Después un tiempo, a Riefenstahl le fue concedida la ciudadanía sudanesa, debido a los servicios prestados al país. Sus libros con las fotografía de la tribu fueron publicados en 1974 y 1976 como, “The Last of the Nuba” y “The People of Kau”, convirtiéndose de inmediato en bestsellers a nivel internacional. A los 72 años de edad, Riefenstahl empezó a interesarse en la fotografía submarina. En 1978, Leni publicó un libro con algunas de sus tomas submarinas llamado, “Coral Gardens”, y en 1990 publicó otro titulado, “Wonder under Water”. El 22 de agosto del 2002, durante la celebración de su cumpleaños número cien, ella estrenó la cinta, “Underwater Impressions” (2002), un documental que idealizaba la vida bajo los océanos.

Aun en su vejez, Leni desarrolló una gran actividad en pro de su arte, llegando a sufrir un grave accidente que le dejó con problemas dorsales y en la cadera (sobrevivió a la caída de un helicóptero). Riefenstahl falleció a los 101 años en su casa de Poecking, a la orilla del Danubio en la barcaza vivienda, «Starnberger See», en Baviera. La cineasta, que padecía cáncer y problemas dorsales, falleció mientras dormía, tras un progresivo deterioro de su salud.

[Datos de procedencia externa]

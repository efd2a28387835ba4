//! Test error types.

use thiserror::Error;

/// Errors that can occur while building test fixtures.
#[derive(Debug, Error)]
pub enum TestError {
    /// Request building failed.
    #[error("Request build error: {0}")]
    RequestBuild(String),

    /// Header name or value is invalid.
    #[error("Invalid header: {0}")]
    InvalidHeader(String),

    /// Body encoding failed.
    #[error("Body encoding error: {0}")]
    Encode(String),
}
//! Clock abstraction for the in-memory storage backend.
//!
//! GCRA correctness across a fleet depends on every caller seeing the same
//! clock, so `now` is always owned by the storage backend, never by the
//! caller. The Redis backend uses the Redis server's `TIME`; the in-memory
//! backend uses an injected [`Clock`] so tests can drive time by hand.

use std::sync::atomic::{AtomicI64, Ordering};
use std::time::{Duration, SystemTime, UNIX_EPOCH};

use crate::gcra::EpochMillis;

/// Source of "now" for a storage backend.
pub trait Clock: Send + Sync + std::fmt::Debug {
    fn now_millis(&self) -> EpochMillis;
}

/// Wall clock backed by [`SystemTime`].
#[derive(Debug, Clone, Copy, Default)]
pub struct SystemClock;

impl Clock for SystemClock {
    fn now_millis(&self) -> EpochMillis {
        SystemTime::now()
            .duration_since(UNIX_EPOCH)
            .map(|d| d.as_millis().min(i64::MAX as u128) as i64)
            .unwrap_or(0)
    }
}

/// Manually advanced clock for deterministic tests.
#[derive(Debug, Default)]
pub struct ManualClock {
    millis: AtomicI64,
}

impl ManualClock {
    /// Start at the given epoch offset.
    #[must_use]
    pub fn starting_at(millis: EpochMillis) -> Self {
        Self {
            millis: AtomicI64::new(millis),
        }
    }

    pub fn advance(&self, by: Duration) {
        self.millis
            .fetch_add(by.as_millis().min(i64::MAX as u128) as i64, Ordering::SeqCst);
    }

    pub fn set(&self, millis: EpochMillis) {
        self.millis.store(millis, Ordering::SeqCst);
    }
}

impl Clock for ManualClock {
    fn now_millis(&self) -> EpochMillis {
        self.millis.load(Ordering::SeqCst)
    }
}

#[cfg(test)]
mod tests {
    use super::*;

    #[test]
    fn manual_clock_advances() {
        let clock = ManualClock::starting_at(1_000);
        assert_eq!(clock.now_millis(), 1_000);
        clock.advance(Duration::from_secs(5));
        assert_eq!(clock.now_millis(), 6_000);
        clock.set(0);
        assert_eq!(clock.now_millis(), 0);
    }
}
//! Redis-backed bucket storage.
//!
//! The GCRA decision runs as a server-side Lua script, so the read of the
//! stored TAT and the conditional write are a single atomic step no matter
//! how many processes hammer the same key. The script takes `now` from the
//! Redis server's `TIME`, never from the caller, and sets the key's expiry
//! to the persisted TAT so idle and exhausted rows vanish on their own.
//!
//! Must stay in sync with `gcra::apply`: both are renditions of the same
//! arithmetic, one per backend.

use std::fmt;
use std::time::Duration;

use async_trait::async_trait;
use redis::aio::ConnectionManager;
use redis::{Client, Script};

use crate::error::RateLimitError;
use crate::gcra::EpochMillis;
use crate::storage::{Storage, UpdateResult};

/// Namespace for every bucket row.
const KEY_PREFIX: &str = "rate-limit";

/// KEYS[1] = bucket key, ARGV = period_ms, burst, delta.
/// Returns {conforming (0/1), time_to_act_ms as string}.
///
/// State is a hash with a single `tat` field holding the TAT as a
/// stringified float (millisecond resolution, fractional for weighted
/// deltas). A missing field, a non-numeric value, or a wrong-typed legacy
/// key all count as a fully idle bucket; legacy keys are replaced on the
/// next conforming write. Values travel as strings because Lua-to-Redis
/// conversion truncates numbers to integers, and they are formatted with
/// `%.17g` rather than `tostring` (`%.14g`): at epoch-millisecond magnitude
/// the default keeps only one fractional digit, which would erode
/// fractional-weight TATs write after write.
const UPDATE_SCRIPT: &str = r"
local key = KEYS[1]
local period = tonumber(ARGV[1])
local burst = tonumber(ARGV[2])
local n = tonumber(ARGV[3])

local time = redis.call('TIME')
local now = time[1] * 1000 + math.floor(time[2] / 1000)

local emission_interval = period / burst
local tolerance = emission_interval * (burst - 1)

local tat = now
local legacy = false
local stored = redis.pcall('HGET', key, 'tat')
if type(stored) == 'table' then
  legacy = true
elseif stored then
  local parsed = tonumber(stored)
  if parsed and parsed > tat then
    tat = parsed
  end
end

local new_tat = tat + emission_interval * (n - 1)
local time_to_act = new_tat - tolerance

if now < time_to_act then
  return {0, string.format('%.17g', time_to_act)}
end

new_tat = new_tat + emission_interval
if new_tat < now then
  new_tat = now
end

if legacy then
  redis.call('DEL', key)
end
redis.call('HSET', key, 'tat', string.format('%.17g', new_tat))
redis.call('PEXPIREAT', key, math.ceil(new_tat))
return {1, string.format('%.17g', new_tat - tolerance)}
";

/// Bucket storage backed by a shared Redis instance.
///
/// Construct one at startup and share it; [`ConnectionManager`] multiplexes
/// and reconnects internally, and cloning is cheap.
pub struct RedisStorage {
    conn: ConnectionManager,
    script: Script,
}

impl RedisStorage {
    /// Connect to the given Redis URL.
    pub async fn connect(url: &str) -> Result<Self, RateLimitError> {
        let client = Client::open(url).map_err(RateLimitError::backend)?;
        let conn = client
            .get_connection_manager()
            .await
            .map_err(RateLimitError::backend)?;
        Ok(Self::new(conn))
    }

    /// Wrap an existing connection manager.
    #[must_use]
    pub fn new(conn: ConnectionManager) -> Self {
        Self {
            conn,
            script: Script::new(UPDATE_SCRIPT),
        }
    }

    fn redis_key(key: &str) -> String {
        format!("{KEY_PREFIX}:{key}")
    }
}

impl fmt::Debug for RedisStorage {
    fn fmt(&self, f: &mut fmt::Formatter<'_>) -> fmt::Result {
        f.debug_struct("RedisStorage").finish_non_exhaustive()
    }
}

#[async_trait]
impl Storage for RedisStorage {
    async fn update(
        &self,
        key: &str,
        period: Duration,
        burst: u32,
        delta: f64,
    ) -> Result<UpdateResult, RateLimitError> {
        let mut conn = self.conn.clone();

        let (conforming, time_to_act): (i64, String) = self
            .script
            .key(Self::redis_key(key))
            .arg(period.as_secs_f64() * 1000.0)
            .arg(burst.max(1))
            .arg(delta)
            .invoke_async(&mut conn)
            .await
            .map_err(RateLimitError::backend)?;

        let time_to_act: f64 = time_to_act.parse().map_err(RateLimitError::backend)?;

        Ok(UpdateResult {
            conforming: conforming == 1,
            time_to_act: time_to_act.ceil() as EpochMillis,
        })
    }
}
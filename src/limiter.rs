//! The reservation API over a storage backend.
//!
//! [`Limiter`] is the public service: it turns a [`BucketSpec`] into an
//! allow/deny decision with race-free accounting, handing back lightweight
//! in-process receipts. A [`Reservation`] can later be canceled to return
//! its tokens (abort paths); a [`FailedReservation`] carries the advisory
//! retry-at instant and converts into a structured "too many requests"
//! error.
//!
//! Every call is one blocking round trip to the backend. The limiter holds
//! no locks and no cross-request state, so any number of processes can call
//! it concurrently; correctness rests entirely on the backend's atomic
//! update.

use std::sync::Arc;

use tracing::{debug, warn};

use crate::bucket::{BucketName, BucketSpec, RateLimitWeights};
use crate::error::RateLimitError;
use crate::gcra::EpochMillis;
use crate::storage::Storage;

/// Receipt for tokens successfully taken. Never persisted; dropping it
/// without canceling simply lets the tokens stand.
#[derive(Debug)]
pub struct Reservation {
    spec: BucketSpec,
    key: String,
    tokens_taken: f64,
    consumed: bool,
}

impl Reservation {
    #[must_use]
    pub fn spec(&self) -> &BucketSpec {
        &self.spec
    }

    /// Tokens this reservation took; zero for a disabled spec.
    #[must_use]
    pub fn tokens_taken(&self) -> f64 {
        self.tokens_taken
    }

    /// Mark the reservation as spent so a later [`Limiter::cancel`] is a
    /// no-op. Call this once the guarded operation actually consumed the
    /// quota (e.g. the OTP turned out wrong).
    pub fn prevent_cancel(&mut self) {
        self.consumed = true;
    }
}

/// Receipt for a denied reservation.
#[derive(Debug, Clone)]
pub struct FailedReservation {
    spec: BucketSpec,
    time_to_act: EpochMillis,
}

impl FailedReservation {
    /// Name of the bucket that denied the request, for machine-readable
    /// error reasons.
    #[must_use]
    pub fn bucket_name(&self) -> BucketName {
        self.spec.name
    }

    /// Earliest instant (epoch millis) at which a retry can conform.
    /// Advisory only; the limiter itself never retries.
    #[must_use]
    pub fn time_to_act(&self) -> EpochMillis {
        self.time_to_act
    }

    /// The domain error for surfacing this denial to an API client.
    #[must_use]
    pub fn to_error(&self) -> RateLimitError {
        RateLimitError::RateLimited {
            bucket: self.spec.name,
            time_to_act: self.time_to_act,
        }
    }
}

/// Outcome of a reservation attempt that reached the backend.
#[derive(Debug)]
pub enum ReserveOutcome {
    /// Within quota; tokens were taken.
    Conforming(Reservation),
    /// Over quota; nothing was taken.
    Limited(FailedReservation),
}

impl ReserveOutcome {
    #[must_use]
    pub fn is_conforming(&self) -> bool {
        matches!(self, Self::Conforming(_))
    }

    /// Collapse a denial into its domain error.
    pub fn into_result(self) -> Result<Reservation, RateLimitError> {
        match self {
            Self::Conforming(reservation) => Ok(reservation),
            Self::Limited(failed) => Err(failed.to_error()),
        }
    }
}

/// The rate limiting service. Cheap to clone; clones share the backend.
#[derive(Debug, Clone)]
pub struct Limiter {
    storage: Arc<dyn Storage>,
}

impl Limiter {
    pub fn new(storage: Arc<dyn Storage>) -> Self {
        Self { storage }
    }

    /// Reserve one token.
    pub async fn reserve(&self, spec: &BucketSpec) -> Result<ReserveOutcome, RateLimitError> {
        self.reserve_n(spec, 1.0).await
    }

    /// Reserve with the weight configured for the spec's group (default 1).
    pub async fn reserve_weighted(
        &self,
        spec: &BucketSpec,
        weights: &RateLimitWeights,
    ) -> Result<ReserveOutcome, RateLimitError> {
        let n = spec.group.resolve_weight(Some(weights));
        self.reserve_n(spec, n).await
    }

    /// Reserve `n` tokens at once.
    ///
    /// A disabled spec always conforms and takes nothing.
    ///
    /// # Panics
    ///
    /// Panics if `spec` is not a global spec; the shared GCRA path and any
    /// legacy per-process accounting are not interchangeable, so reaching
    /// here with a non-global spec is a wiring bug.
    pub async fn reserve_n(
        &self,
        spec: &BucketSpec,
        n: f64,
    ) -> Result<ReserveOutcome, RateLimitError> {
        assert!(
            spec.is_global,
            "non-global bucket spec {} passed to the global limiter",
            spec.name
        );

        if !spec.enabled {
            return Ok(ReserveOutcome::Conforming(Reservation {
                spec: spec.clone(),
                key: String::new(),
                tokens_taken: 0.0,
                consumed: false,
            }));
        }

        let key = spec.key();
        let result = self.storage.update(&key, spec.period, spec.burst, n).await?;

        if result.conforming {
            Ok(ReserveOutcome::Conforming(Reservation {
                spec: spec.clone(),
                key,
                tokens_taken: n,
                consumed: false,
            }))
        } else {
            debug!(
                bucket = %spec.name,
                time_to_act = result.time_to_act,
                "reservation denied"
            );
            Ok(ReserveOutcome::Limited(FailedReservation {
                spec: spec.clone(),
                time_to_act: result.time_to_act,
            }))
        }
    }

    /// Reserve one token without keeping the receipt; no later cancellation
    /// is possible. Returns the denial, if any.
    pub async fn allow(
        &self,
        spec: &BucketSpec,
    ) -> Result<Option<FailedReservation>, RateLimitError> {
        match self.reserve(spec).await? {
            ReserveOutcome::Conforming(_) => Ok(None),
            ReserveOutcome::Limited(failed) => Ok(Some(failed)),
        }
    }

    /// When could one token be taken, without consuming anything? Returns
    /// an instant in the past or present when the bucket would conform
    /// right now; always `0` for a disabled spec.
    pub async fn get_time_to_act(&self, spec: &BucketSpec) -> Result<EpochMillis, RateLimitError> {
        if !spec.enabled {
            return Ok(0);
        }
        let result = self
            .storage
            .update(&spec.key(), spec.period, spec.burst, 0.0)
            .await?;
        Ok(result.time_to_act)
    }

    /// Return a reservation's tokens. Effective at most once per
    /// reservation; zero-token reservations are no-ops.
    ///
    /// Best-effort by design: a backend error here is logged and swallowed,
    /// since a lost return only makes future throttling marginally stricter.
    pub async fn cancel(&self, reservation: &mut Reservation) {
        if reservation.consumed || reservation.tokens_taken == 0.0 {
            return;
        }
        reservation.consumed = true;

        let spec = &reservation.spec;
        if let Err(err) = self
            .storage
            .update(
                &reservation.key,
                spec.period,
                spec.burst,
                -reservation.tokens_taken,
            )
            .await
        {
            warn!(
                bucket = %spec.name,
                error = %err,
                "failed to return rate limit tokens"
            );
        }
    }
}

Además de ser la buceadora más vieja del mundo con el estrenó “Underwater Impressions”, Riefenstahl fue miembro de Greenpeace durante ocho años. Independiente, enérgica, maniática del trabajo, ególatra y defensora a ultranza de la supremacía del arte, su obra está asociada a una época de horror, el imperio nazi, y a una figura que fue a la vez protector e ídolo: Adolf Hitler.

El destino del Reich marcaría a Riefenstahl de forma decisiva, y ella, a su vez, fue la encargada de plasmar la imagen del régimen en películas de enorme fuerza visual, donde la belleza física enmascaraba manejos mucho más oscuros. Más allá de sus inclinaciones políticas o los errores que pudo haber cometido durante la guerra, Leni Riefenstahl marcó un antes y un después en la historia del cine y la fotografía en cuanto a la labor de las mujeres tras las cámaras; no solo ganó reconocimiento internacional por su obra más allá de su contenido, sino también por utilizar nuevas técnicas que siguen vigentes y admiradas hoy.